= Beginning of Section =

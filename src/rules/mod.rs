//! Field rules: pattern search over the document grid.
//!
//! A [`FieldRule`] tests every grid token against a regular expression,
//! extracts one capture group from the matching tokens and then narrows the
//! findings with a [`FilterStrategy`]. Strategies form a closed set; a section
//! filter carries its page box already resolved, so nothing about a rule can
//! fail once it is compiled.

pub mod section;

pub use section::{AxisSpec, CoordinateSpec, RelativeSpec, SectionSpec};

use crate::document::{Document, GridPosition, Token};
use crate::error::{Error, Result};
use crate::geometry::{intersection_ratio, BoundingBox};
use crate::layout::scanner::{scan, GridMatch, Matcher};
use indexmap::IndexMap;
use regex::Regex;
use serde::{Deserialize, Serialize};

/// Default minimum intersection ratio (exclusive) for section filters.
pub const DEFAULT_SECTION_MIN_RATIO: f32 = 0.8;

/// Keep only findings whose token lies within a page section.
#[derive(Debug, Clone, PartialEq)]
pub struct SectionFilter {
    /// Section box in page pixels
    pub bounds: BoundingBox,
    /// Minimum intersection ratio (exclusive)
    pub min_ratio: f32,
}

/// How a rule narrows its findings.
#[derive(Debug, Clone, PartialEq, Default)]
pub enum FilterStrategy {
    /// Keep every finding.
    #[default]
    All,
    /// Keep the top-most finding.
    TopFirst,
    /// Keep the bottom-most finding.
    BottomFirst,
    /// Keep findings inside a section of the page.
    Section(SectionFilter),
}

/// A value found by a field rule.
#[derive(Debug, Clone, PartialEq)]
pub struct Finding<'a> {
    /// Extracted value (the rule's capture group)
    pub text: String,
    /// Token the value was found in
    pub token: &'a Token,
    /// Grid position of the token
    pub position: GridPosition,
}

impl FilterStrategy {
    /// Apply the strategy to findings in scan order.
    pub fn apply<'a>(&self, mut findings: Vec<Finding<'a>>) -> Vec<Finding<'a>> {
        if findings.len() <= 1 && !matches!(self, FilterStrategy::Section(_)) {
            return findings;
        }

        match self {
            FilterStrategy::All => findings,
            FilterStrategy::TopFirst => {
                findings.sort_by_key(|f| f.position.y);
                findings.truncate(1);
                findings
            },
            FilterStrategy::BottomFirst => {
                findings.sort_by_key(|f| std::cmp::Reverse(f.position.y));
                findings.truncate(1);
                findings
            },
            FilterStrategy::Section(section) => findings
                .into_iter()
                .filter(|f| intersection_ratio(&section.bounds, &f.token.bounding_box) > section.min_ratio)
                .collect(),
        }
    }
}

/// A compiled field rule.
#[derive(Debug)]
pub struct FieldRule {
    /// Field name in the results
    pub label: String,
    /// Text matcher
    pub pattern: Regex,
    /// Capture group holding the value
    pub matching_group: usize,
    /// Selection strategy
    pub filter: FilterStrategy,
}

impl FieldRule {
    /// Create a rule extracting capture group 1 and keeping every finding.
    pub fn new(label: impl Into<String>, pattern: &str) -> Result<Self> {
        let label = label.into();
        let pattern = Regex::new(pattern).map_err(|source| Error::InvalidPattern {
            label: label.clone(),
            source,
        })?;
        Ok(Self {
            label,
            pattern,
            matching_group: 1,
            filter: FilterStrategy::All,
        })
    }

    /// Set the capture group holding the value.
    pub fn with_matching_group(mut self, group: usize) -> Self {
        self.matching_group = group;
        self
    }

    /// Set the selection strategy.
    pub fn with_filter(mut self, filter: FilterStrategy) -> Self {
        self.filter = filter;
        self
    }

    /// Whether `text` matches the pattern.
    pub fn test(&self, text: &str) -> bool {
        self.pattern.is_match(text)
    }

    /// Extract the configured capture group from `text`.
    ///
    /// # Examples
    ///
    /// ```
    /// use ocr_tables::rules::FieldRule;
    ///
    /// let rule = FieldRule::new("puntoVenta", r"Punto de Venta: ([0-9]{4,5})").unwrap();
    /// assert_eq!(rule.extract("Punto de Venta: 00012"), Some("00012".to_string()));
    /// assert_eq!(rule.extract("Comp. Nro: 00001234"), None);
    /// ```
    pub fn extract(&self, text: &str) -> Option<String> {
        self.pattern
            .captures(text)?
            .get(self.matching_group)
            .map(|m| m.as_str().to_string())
    }

    /// Search the document grid and filter the findings.
    pub fn search<'a>(&self, document: &'a Document) -> Vec<Finding<'a>> {
        extract_from_grid(self, document)
    }
}

/// Search every grid token with a rule, in scan order, then apply its filter.
pub fn extract_from_grid<'a>(rule: &FieldRule, document: &'a Document) -> Vec<Finding<'a>> {
    let matcher = Matcher::Text(rule.pattern.clone());
    let findings: Vec<Finding<'a>> = scan(&[&matcher], &document.grid)
        .pop()
        .unwrap_or_default()
        .into_iter()
        .filter_map(|GridMatch { token, position }| {
            rule.extract(&token.text).map(|text| Finding {
                text,
                token,
                position,
            })
        })
        .collect();

    let found = findings.len();
    let kept = rule.filter.apply(findings);
    log::debug!(
        "field '{}': {} findings, {} kept",
        rule.label,
        found,
        kept.len()
    );
    kept
}

/// Run every field rule, keyed by label in rule order.
pub fn extract_fields<'a>(
    rules: &[FieldRule],
    document: &'a Document,
) -> IndexMap<String, Vec<Finding<'a>>> {
    rules
        .iter()
        .map(|rule| (rule.label.clone(), extract_from_grid(rule, document)))
        .collect()
}

/// JSON form of a [`FilterStrategy`].
#[derive(Debug, Clone, PartialEq, Serialize, Deserialize)]
#[serde(tag = "name", rename_all = "camelCase")]
pub enum FilterDefinition {
    /// [`FilterStrategy::TopFirst`]
    TopFirst,
    /// [`FilterStrategy::BottomFirst`]
    BottomFirst,
    /// [`FilterStrategy::Section`]
    Section {
        /// Section corners
        coordinates: SectionSpec,
        /// Minimum intersection ratio; defaults to 0.8
        #[serde(default)]
        min_ratio: Option<f32>,
    },
}

/// JSON form of a [`FieldRule`].
#[derive(Debug, Clone, PartialEq, Serialize, Deserialize)]
pub struct FieldRuleDefinition {
    /// Field name
    pub label: String,
    /// Regular expression
    pub pattern: String,
    /// Capture group holding the value; defaults to 1
    #[serde(default)]
    pub matching_group: Option<usize>,
    /// Selection strategy; defaults to keeping everything
    #[serde(default)]
    pub filter: Option<FilterDefinition>,
}

impl FieldRuleDefinition {
    /// Compile the definition, resolving section filters against `page`.
    pub fn compile(&self, page: &crate::document::Page) -> Result<FieldRule> {
        let filter = match &self.filter {
            None => FilterStrategy::All,
            Some(FilterDefinition::TopFirst) => FilterStrategy::TopFirst,
            Some(FilterDefinition::BottomFirst) => FilterStrategy::BottomFirst,
            Some(FilterDefinition::Section {
                coordinates,
                min_ratio,
            }) => {
                let min_ratio = min_ratio.unwrap_or(DEFAULT_SECTION_MIN_RATIO);
                if !(0.0..=1.0).contains(&min_ratio) {
                    return Err(Error::InvalidRule {
                        label: self.label.clone(),
                        reason: format!("min_ratio must be in [0, 1], got {}", min_ratio),
                    });
                }
                FilterStrategy::Section(SectionFilter {
                    bounds: coordinates.resolve(page, &self.label)?,
                    min_ratio,
                })
            },
        };

        Ok(FieldRule::new(self.label.clone(), &self.pattern)?
            .with_matching_group(self.matching_group.unwrap_or(1))
            .with_filter(filter))
    }
}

= End of Section =

**Work instruction:**
In the material above, find every line that has the string "Venta" and pull those lines out.

**Result of this exercise:**
    /// let rule = FieldRule::new("puntoVenta", r"Punto de Venta: ([0-9]{4,5})").unwrap();
    /// assert_eq!(rule.extract("Punto de Venta: 00012"), Some("00012".to_string()));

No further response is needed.